## DATA SUPPLIED
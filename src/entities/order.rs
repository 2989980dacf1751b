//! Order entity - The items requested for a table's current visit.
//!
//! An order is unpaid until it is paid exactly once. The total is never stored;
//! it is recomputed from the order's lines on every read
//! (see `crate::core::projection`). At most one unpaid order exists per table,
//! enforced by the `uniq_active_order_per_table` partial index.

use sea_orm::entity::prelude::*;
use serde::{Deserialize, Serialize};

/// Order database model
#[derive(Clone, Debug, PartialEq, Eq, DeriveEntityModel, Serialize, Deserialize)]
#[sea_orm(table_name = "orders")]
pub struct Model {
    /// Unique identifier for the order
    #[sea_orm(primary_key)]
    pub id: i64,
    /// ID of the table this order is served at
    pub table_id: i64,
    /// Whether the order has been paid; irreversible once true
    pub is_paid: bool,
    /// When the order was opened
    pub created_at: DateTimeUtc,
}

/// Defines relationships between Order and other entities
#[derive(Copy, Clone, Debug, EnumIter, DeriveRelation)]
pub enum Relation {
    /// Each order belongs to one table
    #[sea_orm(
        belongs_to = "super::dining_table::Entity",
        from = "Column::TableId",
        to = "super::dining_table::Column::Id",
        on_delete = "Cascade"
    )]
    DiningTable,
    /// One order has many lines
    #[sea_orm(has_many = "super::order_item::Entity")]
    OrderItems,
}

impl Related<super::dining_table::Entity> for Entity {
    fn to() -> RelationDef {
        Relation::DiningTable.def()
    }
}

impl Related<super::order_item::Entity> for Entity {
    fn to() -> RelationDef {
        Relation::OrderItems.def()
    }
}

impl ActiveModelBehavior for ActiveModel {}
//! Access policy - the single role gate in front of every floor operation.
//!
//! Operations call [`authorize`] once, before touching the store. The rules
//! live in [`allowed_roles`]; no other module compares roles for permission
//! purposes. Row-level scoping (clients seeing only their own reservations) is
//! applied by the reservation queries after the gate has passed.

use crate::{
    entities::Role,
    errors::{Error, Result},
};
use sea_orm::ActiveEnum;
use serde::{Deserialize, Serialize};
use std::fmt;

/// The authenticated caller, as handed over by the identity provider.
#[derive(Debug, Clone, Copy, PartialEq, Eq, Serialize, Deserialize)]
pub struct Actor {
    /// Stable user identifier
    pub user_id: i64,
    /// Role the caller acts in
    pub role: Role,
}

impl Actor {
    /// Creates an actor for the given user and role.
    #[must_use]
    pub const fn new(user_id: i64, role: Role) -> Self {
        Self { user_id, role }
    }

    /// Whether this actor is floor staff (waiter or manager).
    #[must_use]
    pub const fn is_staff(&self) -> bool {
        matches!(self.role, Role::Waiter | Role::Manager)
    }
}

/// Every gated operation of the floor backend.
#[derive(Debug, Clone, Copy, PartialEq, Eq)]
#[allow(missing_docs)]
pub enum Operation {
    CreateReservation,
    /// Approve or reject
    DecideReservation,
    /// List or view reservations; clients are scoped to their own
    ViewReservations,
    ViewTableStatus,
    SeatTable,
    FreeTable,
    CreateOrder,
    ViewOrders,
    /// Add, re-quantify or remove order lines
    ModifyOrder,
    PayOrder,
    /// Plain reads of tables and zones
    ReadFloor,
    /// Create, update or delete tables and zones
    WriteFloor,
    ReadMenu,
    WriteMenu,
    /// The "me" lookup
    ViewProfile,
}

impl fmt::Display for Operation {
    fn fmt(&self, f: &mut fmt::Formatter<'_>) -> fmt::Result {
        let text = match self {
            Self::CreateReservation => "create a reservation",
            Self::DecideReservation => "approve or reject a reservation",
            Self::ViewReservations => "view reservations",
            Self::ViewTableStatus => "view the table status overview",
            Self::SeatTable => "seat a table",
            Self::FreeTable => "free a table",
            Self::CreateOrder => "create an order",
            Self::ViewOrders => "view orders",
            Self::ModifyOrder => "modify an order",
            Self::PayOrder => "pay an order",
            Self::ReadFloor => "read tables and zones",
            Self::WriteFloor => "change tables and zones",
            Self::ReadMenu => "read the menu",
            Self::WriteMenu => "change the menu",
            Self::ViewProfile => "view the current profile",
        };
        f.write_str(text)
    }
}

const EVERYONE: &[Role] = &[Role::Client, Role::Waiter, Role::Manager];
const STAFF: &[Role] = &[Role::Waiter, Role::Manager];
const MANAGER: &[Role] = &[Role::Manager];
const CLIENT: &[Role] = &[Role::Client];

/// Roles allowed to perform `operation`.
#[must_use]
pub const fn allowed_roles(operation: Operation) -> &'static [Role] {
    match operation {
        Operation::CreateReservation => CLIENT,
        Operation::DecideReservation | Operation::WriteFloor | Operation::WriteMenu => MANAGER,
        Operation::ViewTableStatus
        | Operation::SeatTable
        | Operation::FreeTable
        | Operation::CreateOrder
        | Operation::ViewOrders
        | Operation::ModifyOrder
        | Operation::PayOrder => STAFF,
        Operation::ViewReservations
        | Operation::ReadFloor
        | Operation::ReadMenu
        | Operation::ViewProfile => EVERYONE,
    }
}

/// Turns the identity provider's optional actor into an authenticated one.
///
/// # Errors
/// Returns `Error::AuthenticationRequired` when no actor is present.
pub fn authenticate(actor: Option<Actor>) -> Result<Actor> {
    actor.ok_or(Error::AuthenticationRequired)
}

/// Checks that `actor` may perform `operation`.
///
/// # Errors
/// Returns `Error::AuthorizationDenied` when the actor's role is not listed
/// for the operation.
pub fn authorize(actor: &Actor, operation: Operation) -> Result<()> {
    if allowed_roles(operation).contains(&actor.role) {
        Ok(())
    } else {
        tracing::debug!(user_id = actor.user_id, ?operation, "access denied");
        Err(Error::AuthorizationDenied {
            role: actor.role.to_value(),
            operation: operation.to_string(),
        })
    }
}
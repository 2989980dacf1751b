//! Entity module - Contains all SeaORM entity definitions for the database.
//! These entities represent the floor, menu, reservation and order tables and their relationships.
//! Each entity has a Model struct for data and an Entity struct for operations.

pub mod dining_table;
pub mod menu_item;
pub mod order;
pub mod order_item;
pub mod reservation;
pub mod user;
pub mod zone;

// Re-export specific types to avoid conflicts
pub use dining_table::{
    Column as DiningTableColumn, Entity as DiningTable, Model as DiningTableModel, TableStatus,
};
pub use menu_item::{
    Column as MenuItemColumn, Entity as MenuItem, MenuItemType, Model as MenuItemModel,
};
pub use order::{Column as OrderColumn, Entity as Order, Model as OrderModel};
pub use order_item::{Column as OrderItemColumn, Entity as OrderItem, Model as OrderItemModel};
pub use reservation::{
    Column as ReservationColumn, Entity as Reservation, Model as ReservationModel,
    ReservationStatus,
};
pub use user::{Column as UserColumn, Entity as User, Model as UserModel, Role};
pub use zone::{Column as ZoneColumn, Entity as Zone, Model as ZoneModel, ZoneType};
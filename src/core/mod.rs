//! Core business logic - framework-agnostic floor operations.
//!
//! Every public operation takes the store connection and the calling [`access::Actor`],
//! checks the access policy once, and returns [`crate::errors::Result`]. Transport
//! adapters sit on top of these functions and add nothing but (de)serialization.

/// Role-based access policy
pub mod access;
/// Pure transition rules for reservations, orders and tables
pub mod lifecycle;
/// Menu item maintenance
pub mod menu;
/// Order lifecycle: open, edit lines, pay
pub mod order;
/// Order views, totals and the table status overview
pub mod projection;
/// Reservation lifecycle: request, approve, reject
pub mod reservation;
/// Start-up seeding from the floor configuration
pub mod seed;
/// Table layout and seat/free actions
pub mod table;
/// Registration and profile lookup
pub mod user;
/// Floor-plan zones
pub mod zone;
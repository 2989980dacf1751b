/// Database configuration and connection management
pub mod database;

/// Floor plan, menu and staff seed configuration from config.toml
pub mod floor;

## YOUR TASK
Of all the entries above, repeat only the lines from the line that has "for the database." to the line that has "as OrderColumn, Entity", both lines included, exactly.

## RESPONSE TO THE TASK
//! Entity module - Contains all SeaORM entity definitions for the database.
//! These entities represent the floor, menu, reservation and order tables and their relationships.
//! Each entity has a Model struct for data and an Entity struct for operations.

pub mod dining_table;
pub mod menu_item;
pub mod order;
pub mod order_item;
pub mod reservation;
pub mod user;
pub mod zone;

// Re-export specific types to avoid conflicts
pub use dining_table::{
    Column as DiningTableColumn, Entity as DiningTable, Model as DiningTableModel, TableStatus,
};
pub use menu_item::{
    Column as MenuItemColumn, Entity as MenuItem, MenuItemType, Model as MenuItemModel,
};
pub use order::{Column as OrderColumn, Entity as Order, Model as OrderModel};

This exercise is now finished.